A pile of them appeared on the countertop the other day. Ten, maybe twelve, the result of two trips to Vibes and Scribes in Cork who had just had a Theology PhD student’s entire library turned over for cash. Some were former library books, themselves acquired no doubt second-hand, still with their tags in place. Some older editions; a few primary texts; some contemporary commentaries. I note my name, the month and year, ‘Vibes and Scribes’ as the source, and log them on LibraryThing. This bunch of books was not acquired as part of a deliberate course of study or investigation – just generally interesting and opportunistically (and cheaply) sourced, so they don’t get much else in the way of notes – at least not immediately. If there was a particular thought or connection that caused me to select a particular book, I’ll note it. A book riffing on themes from the movie The Matrix – ‘ref Baudrillard; simulacra’; a book on angelic spirituality – ‘angelology; ref Agamben; Economic Theology; hierarchy, Pseudo-Dionysus.’ I don’t care much for the intrinsic value of the things; so writing on them is part of how they are consumed. The second hand books are so much more valuable when they have legible clear notes, or emphasis added from former readers.
Through the lockdown, they’ve arrived regularly, mostly by post, maybe two or three a week. An online course, an article or a tweet triggers a thought, a line of investigation, landing on an author, an academic, a novel. Each line of thought may thread with another – there are usually some common themes; these days Christian theology, political theology and certain aspects of economics seem to dominate. New technology books – on ethics and law – intermittently pop up too. Occasionally books turn up that I need for the work I’m actually paid for, which appear almost as pollutants. Most of the books arriving from various online sources are part of a reasonably coherent course of study that will add to it. Sometimes it can take three or four weeks, especially when coming from second hand bookstores in America. When they arrive, I sometimes have to dive back into notes, writing, emails, to remember the context that triggered it. Why was this important? What thread did it support?
The books take time to settle once they’ve arrived. Their importance is current with my interests and other reading, and so they remain on the countertop, or on the ad-hoc shelf closest to my desk, for a few weeks. During that time, they are occasionally picked up, thumbed; some notes are added. Sometimes I’ll note a genealogy of books, their connections and dependencies and references. Some I’ll dive into, sitting somewhere quiet, without the screens, and just bring a notebook and a pen. There’s a thrill that is entirely intoxicating as one strand of thought intersects with another, especially those most unusual occurrences that cross disciplines. A scientist – Einstein, Copernicus, Darwin – or an economist – Keynes, Hayek, Friedman – and a theologian – Aquinas, Barth or Schmitt – butted up against one another as two misfit partners in a formulaic cop show. What can they possibly have to say about one another? The juxtaposition uncovers something fundamental about each of them. It’s a discovery, a revealing. Maybe it’s a blog post.
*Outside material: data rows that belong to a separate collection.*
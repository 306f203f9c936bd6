//! # csvmesh core
//!
//! Converts a row-oriented CSV vertex table into an FBX mesh.
//!
//! - [`table`] - Parses delimited text into typed [`Row`](table::Row)s
//! - [`mesh`] - Maps column ranges onto per-vertex attribute buffers
//! - [`fbx`] - FBX document model with ASCII and binary writers
//! - [`convert`] - The single-call conversion pipeline
//! - [`task`] - Background conversion with a one-shot completion signal
//! - [`preset`] - TOML column-layout presets

pub mod convert;
pub mod fbx;
pub mod mesh;
pub mod preset;
pub mod table;
pub mod task;

pub use convert::{
    ColumnOffsets, ConversionReport, ConvertError, ConvertOptions, TrailingRowPolicy, convert,
    convert_logged, convert_with_cancel,
};
pub use task::{CancellationToken, ConversionTask};

/// Core library version
pub const VERSION: &str = env!("CARGO_PKG_VERSION");
//! # csvmesh app
//!
//! Command line front-end for the CSV to FBX converter.
//!
//! - [`CliArgs`] - clap arguments resolved into [`ConvertOptions`](csvmesh_core::ConvertOptions)
//! - [`run`] - Initializes logging, dispatches the conversion to a worker
//!   thread and reports its status until it completes
//!
//! ## Example
//!
//! ```ignore
//! use clap::Parser;
//! use csvmesh_app::{CliArgs, run};
//!
//! fn main() -> std::process::ExitCode {
//!     run(CliArgs::parse())
//! }
//! ```

mod args;
mod error;
mod runner;

pub use args::CliArgs;
pub use error::AppError;
pub use runner::{POLL_INTERVAL, STATUS_INTERVAL, execute, run};

/// App version
pub const VERSION: &str = env!("CARGO_PKG_VERSION");
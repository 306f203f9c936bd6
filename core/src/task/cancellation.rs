use std::sync::Arc;
use std::sync::atomic::{AtomicBool, Ordering};

/// Error returned when a conversion is cancelled between stages.
///
/// Pipeline stages call [`CancellationToken::check`] and propagate this with
/// `?`, so a cancelled conversion stops before it writes any output.
#[derive(Debug, Clone, Copy, PartialEq, Eq)]
pub struct Cancelled;

impl std::fmt::Display for Cancelled {
    fn fmt(&self, f: &mut std::fmt::Formatter<'_>) -> std::fmt::Result {
        f.write_str("conversion cancelled")
    }
}

impl std::error::Error for Cancelled {}

/// Token that signals cancellation to a running conversion.
///
/// Cloning a token creates another handle to the same cancellation flag.
/// Calling [`cancel()`](CancellationToken::cancel) on any clone affects all.
#[derive(Debug, Clone)]
pub struct CancellationToken {
    flag: Arc<AtomicBool>,
}

impl CancellationToken {
    /// Creates a new cancellation token (not cancelled).
    pub fn new() -> Self {
        Self {
            flag: Arc::new(AtomicBool::new(false)),
        }
    }

    /// Signals cancellation.
    pub fn cancel(&self) {
        self.flag.store(true, Ordering::Release);
    }

    /// Returns whether cancellation has been signalled.
    pub fn is_cancelled(&self) -> bool {
        self.flag.load(Ordering::Acquire)
    }

    /// Returns `Err(Cancelled)` once cancellation has been signalled.
    pub fn check(&self) -> Result<(), Cancelled> {
        if self.is_cancelled() {
            Err(Cancelled)
        } else {
            Ok(())
        }
    }
}

impl Default for CancellationToken {
    fn default() -> Self {
        Self::new()
    }
}
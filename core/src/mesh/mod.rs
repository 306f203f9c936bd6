//! CPU-side mesh buffers built from table rows.
//!
//! This module provides:
//!
//! - [`MeshBuffer`] - Control points, triangles and optional attribute layers
//! - [`LayerElement`] - One attribute array with its mapping and reference mode
//! - Builders that map column ranges onto buffers ([`build_positions`],
//!   [`build_triangles`], [`build_uv`], [`build_normals`], [`build_tangents`],
//!   [`build_vertex_colors`])

mod buffer;
mod builder;
mod error;

pub use buffer::{LayerElement, MappingMode, MeshBuffer, ReferenceMode, UvChannel};
pub use builder::{
    Triangulation, build_normals, build_positions, build_tangents, build_triangles, build_uv,
    build_vertex_colors, uv_channel_name,
};
pub use error::{Attribute, MeshError};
Through those weeks that the newly acquired books sit on the counter, or the ad hoc shelf, more books arrive. Every month or six weeks, they need to be organized. Those books that still need attention, they’re retained. Others are sent to their shelf, their section. They are ordered. Mine is no large library, but there is some order; there is a philosophy section of three or four shelves including general introductions, anthologies primary sources and commentaries; a critical theory section including random Weimar texts; sociology (with lots of Zizek), economics (with some politics), politics (with some history and some economics), history (including Thucydides), classics (including Plato and Hesiod). Technology has three shelves. There is a section – five shelves – on fiction; one on poetry. One shelf on theology (including Voegelin), one on ecology-slash-feminism. One on art, one with journals. One shelf is given to Habermas, accelerationists, and random twentieth and twenty-first century European philosophers, who have yet to be categorized. There’s one shelf for Carl Schmitt, Heidegger, and Deleuze, with one book by Judith Butler.
‘For Umberto Eco,’ writes Alberto Manguel in The Library At Night, ‘a library should have a haphazard, flea-market quality.’ There’s a kind of order – things are on boxes, or inconsistent shelves; but there’s always a chance – quite a strong chance – that the unexpected thing might be there. There’s bound to be something that at this time, for this reader, in this place, beckons the index finger to pull on the spine.
Sun bursting through the windows on a Sunday morning, I’ll start with my notebook, and begin or take up the thread. It starts with a key thought, a key author, a key book. But what’s beside that book? What are its connected volumes? Five books come down when one was sought. The idea develops, morphs, evolves. It gets sketched, either as a blog post, or as an email to a friend, or as a word document. On the more ambitious mornings, often during holiday times when more time is likely to be available, there might be a sketch of a novel, or a straight up non-fiction book. None is finished, though dozens of frameworks sit waiting for the work to be done; I don’t know if one will ever be done. It’s the next chapter, and I guess we’ll find out!